Há um nome que parece imbatível em 2005. Philiph Seymour-Hoffman conquistou mais prémios que toda a concorrência junta e a sua vitória é uma inevitabilidade da próxima edição dos Óscares. Só se o céu cair sobre o Kodak Theatre é que não há um Óscar para Capote.

Philiph Seymour Hoffman produziu e representou um filme feito de raiz para si. Escrito e realizado pelos seus amigos, Futterman e Miller, Capote foi o veiculo que Hoffman precisava para sair dos papeis secundários a que parecia confinado. Uma interpretação que anda entre o underacting de emoções contidas e o apanhar de todos os tiques de uma das figuras mais peculiares do século norte-americano.
A Favor
Tudo. Se há um óscar já atribuído, é o dele.
Contra
Só se Heath Ledger mexer muito com os corações dos membros da Academia é que Hoffman pode perder. E mesmo assim, pode nem chegar.

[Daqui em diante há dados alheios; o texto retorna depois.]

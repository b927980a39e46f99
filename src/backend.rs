use std::fmt;

/// Observability backend behind a datasource, derived from the Grafana
/// plugin type string.
#[derive(Debug, Clone, PartialEq, Eq, Hash)]
pub enum BackendKind {
    Prometheus,
    Loki,
    ClickHouse,
    CloudWatch,
    InfluxDb,
    Other(String),
}

impl BackendKind {
    /// `grafana-clickhouse-datasource`, `prometheus`, `influxdb`, ... are all
    /// accepted; matching is by case-insensitive containment.
    pub fn from_type(datasource_type: &str) -> Self {
        let lower = datasource_type.trim().to_lowercase();
        if lower.contains("prometheus") {
            BackendKind::Prometheus
        } else if lower.contains("loki") {
            BackendKind::Loki
        } else if lower.contains("clickhouse") {
            BackendKind::ClickHouse
        } else if lower.contains("cloudwatch") {
            BackendKind::CloudWatch
        } else if lower.contains("influx") {
            BackendKind::InfluxDb
        } else {
            BackendKind::Other(lower)
        }
    }

    pub fn as_str(&self) -> &str {
        match self {
            BackendKind::Prometheus => "prometheus",
            BackendKind::Loki => "loki",
            BackendKind::ClickHouse => "clickhouse",
            BackendKind::CloudWatch => "cloudwatch",
            BackendKind::InfluxDb => "influxdb",
            BackendKind::Other(t) => t,
        }
    }

    /// Name of the query-model property holding the query text.
    pub fn expression_key(&self) -> &'static str {
        match self {
            BackendKind::Prometheus | BackendKind::Loki => "expr",
            BackendKind::ClickHouse => "rawSql",
            BackendKind::CloudWatch => "expression",
            BackendKind::InfluxDb | BackendKind::Other(_) => "query",
        }
    }
}

impl fmt::Display for BackendKind {
    fn fmt(&self, f: &mut fmt::Formatter<'_>) -> fmt::Result {
        f.write_str(self.as_str())
    }
}

#[cfg(test)]
mod tests {
    use super::*;

    #[test]
    fn test_from_type() {
        assert_eq!(BackendKind::from_type("prometheus"), BackendKind::Prometheus);
        assert_eq!(BackendKind::from_type("Loki"), BackendKind::Loki);
        assert_eq!(BackendKind::from_type("grafana-clickhouse-datasource"), BackendKind::ClickHouse);
        assert_eq!(BackendKind::from_type("cloudwatch"), BackendKind::CloudWatch);
        assert_eq!(BackendKind::from_type("influxdb"), BackendKind::InfluxDb);
        assert_eq!(BackendKind::from_type("Elasticsearch"), BackendKind::Other("elasticsearch".into()));
    }

    #[test]
    fn test_expression_keys() {
        assert_eq!(BackendKind::Prometheus.expression_key(), "expr");
        assert_eq!(BackendKind::ClickHouse.expression_key(), "rawSql");
        assert_eq!(BackendKind::Other("x".into()).expression_key(), "query");
    }
}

O australiano Heath Ledger surgiu como um arrebatador de corações nos finais dos anos 90, mas a sua carreira foi pelo o cano abaixo com papeis pouco dignificantes. Para dar uma volta de 180º aceitou sem reservas o papel de Ennis del Mar em Brokeback Mountain. E de repente todos se apaixonaram pelo contido e vibrante Ledger. Vários prémios da critica não foram suficientes para fazer sombra a Hoffman, mas se alguém tem hipóteses de fazer concorrência, é ele.
A Favor
Um desempenho vibrante num filme que por quem Hollywood se apaixonou.
Contra
Um rival como Philiph Seymour Hoffman é praticamente impossível de bater.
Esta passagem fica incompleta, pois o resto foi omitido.